Expression and biochemical characterization of human glucose-6-phosphate dehydrogenase in Escherichia coli: a system to analyze normal and mutant enzymes.

We have developed a system to characterize normal and mutated glucose-6-phosphate dehydrogenase (G6PD) enzymes in vitro. Normal or mutant G6PD cDNA was subcloned into a pGEX-3X vector, which allowed production of a functional fusion protein in Escherichia coli. When we compared the recombinant normal enzyme with authentic human G6PD, indistinguishable Km values for glucose-6-phosphate (G6P) and NADP were obtained, and the utilization rates for two substrate analogues (2-deoxy G6P and deamino NADP) also showed no difference between the enzymes. This system was used to assay a biochemically uncharacterized variant, G6PD Taipei (493 A-->G; 165 Asn-->Asp), plus two other known mutations (487 G-->A; 163 Gly-->Ser and 592 C-->T; 198 Arg-->Cys) that are located close to or within the putative G6P binding domain. Our results show that the G6PD activities of these three mutants were greatly reduced. No significant alteration in G6PD kinetics was observed for both 487 and 493 mutations. However, a drastic reduction in the Km for G6P (4-fold decrease) and tremendous increases in utilization rates of 2-deoxy G6P (32-fold increase) and deamino NADP (6-fold increase) were associated with the 592 mutation.
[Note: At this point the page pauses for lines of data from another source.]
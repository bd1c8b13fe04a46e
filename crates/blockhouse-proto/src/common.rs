//! Shared wire types: replication config, datanode details, pipelines.

use blockhouse_core::{
    DatanodeDetails, Pipeline, PipelineId, ReplicationConfig, ReplicationFactor,
};
use uuid::Uuid;

#[derive(Clone, Copy, Debug, PartialEq, Eq, Hash, PartialOrd, Ord, ::prost::Enumeration)]
#[repr(i32)]
pub enum ReplicationTypeProto {
    Replicated = 1,
    StandAlone = 2,
}

#[derive(Clone, Copy, Debug, PartialEq, Eq, Hash, PartialOrd, Ord, ::prost::Enumeration)]
#[repr(i32)]
pub enum ReplicationFactorProto {
    One = 1,
    Three = 3,
}

#[derive(Clone, PartialEq, ::prost::Message)]
pub struct DatanodeDetailsProto {
    #[prost(string, required, tag = "1")]
    pub uuid: ::prost::alloc::string::String,
    #[prost(string, required, tag = "2")]
    pub address: ::prost::alloc::string::String,
}

#[derive(Clone, PartialEq, ::prost::Message)]
pub struct PipelineProto {
    #[prost(string, required, tag = "1")]
    pub id: ::prost::alloc::string::String,
    #[prost(enumeration = "ReplicationTypeProto", required, tag = "2")]
    pub replication_type: i32,
    #[prost(enumeration = "ReplicationFactorProto", required, tag = "3")]
    pub factor: i32,
    #[prost(message, repeated, tag = "4")]
    pub members: ::prost::alloc::vec::Vec<DatanodeDetailsProto>,
}

/// A `key: value` pair; proto2 has no native map type.
#[derive(Clone, PartialEq, ::prost::Message)]
pub struct KeyValue {
    #[prost(string, required, tag = "1")]
    pub key: ::prost::alloc::string::String,
    #[prost(string, optional, tag = "2")]
    pub value: ::core::option::Option<::prost::alloc::string::String>,
}

impl From<&DatanodeDetails> for DatanodeDetailsProto {
    fn from(d: &DatanodeDetails) -> Self {
        Self {
            uuid: d.uuid.to_string(),
            address: d.address.clone(),
        }
    }
}

impl From<&Pipeline> for PipelineProto {
    fn from(p: &Pipeline) -> Self {
        let (replication_type, factor) = match p.replication {
            ReplicationConfig::Standalone(f) => (ReplicationTypeProto::StandAlone, f),
            ReplicationConfig::Replicated(f) => (ReplicationTypeProto::Replicated, f),
        };
        let factor = match factor {
            ReplicationFactor::One => ReplicationFactorProto::One,
            ReplicationFactor::Three => ReplicationFactorProto::Three,
        };
        Self {
            id: p.id.to_string(),
            replication_type: replication_type as i32,
            factor: factor as i32,
            members: p.nodes.iter().map(DatanodeDetailsProto::from).collect(),
        }
    }
}

impl PipelineProto {
    /// Decode back into the model type. Unknown uuids or enum values fall
    /// back to safe defaults rather than failing the whole envelope.
    pub fn to_pipeline(&self) -> Pipeline {
        let id = Uuid::parse_str(&self.id)
            .map(PipelineId::from_uuid)
            .unwrap_or_else(|_| PipelineId::random());
        let factor = match ReplicationFactorProto::try_from(self.factor) {
            Ok(ReplicationFactorProto::Three) => ReplicationFactor::Three,
            _ => ReplicationFactor::One,
        };
        let replication = match ReplicationTypeProto::try_from(self.replication_type) {
            Ok(ReplicationTypeProto::Replicated) => ReplicationConfig::Replicated(factor),
            _ => ReplicationConfig::Standalone(factor),
        };
        let nodes = self
            .members
            .iter()
            .map(|m| DatanodeDetails {
                uuid: Uuid::parse_str(&m.uuid).unwrap_or_else(|_| Uuid::nil()),
                address: m.address.clone(),
            })
            .collect();
        Pipeline::new(id, replication, nodes)
    }
}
This results suggests that arginine 198 in human G6PD, possibly located within the putative G6P binding domain, may play an important role in binding the substrate G6P. In addition, we and others have recently identified that at least nine different types of mutations are responsible for G6PD deficiency in Chinese. In this report, we also present the occurrence rate of each mutation present in the population of Taiwan.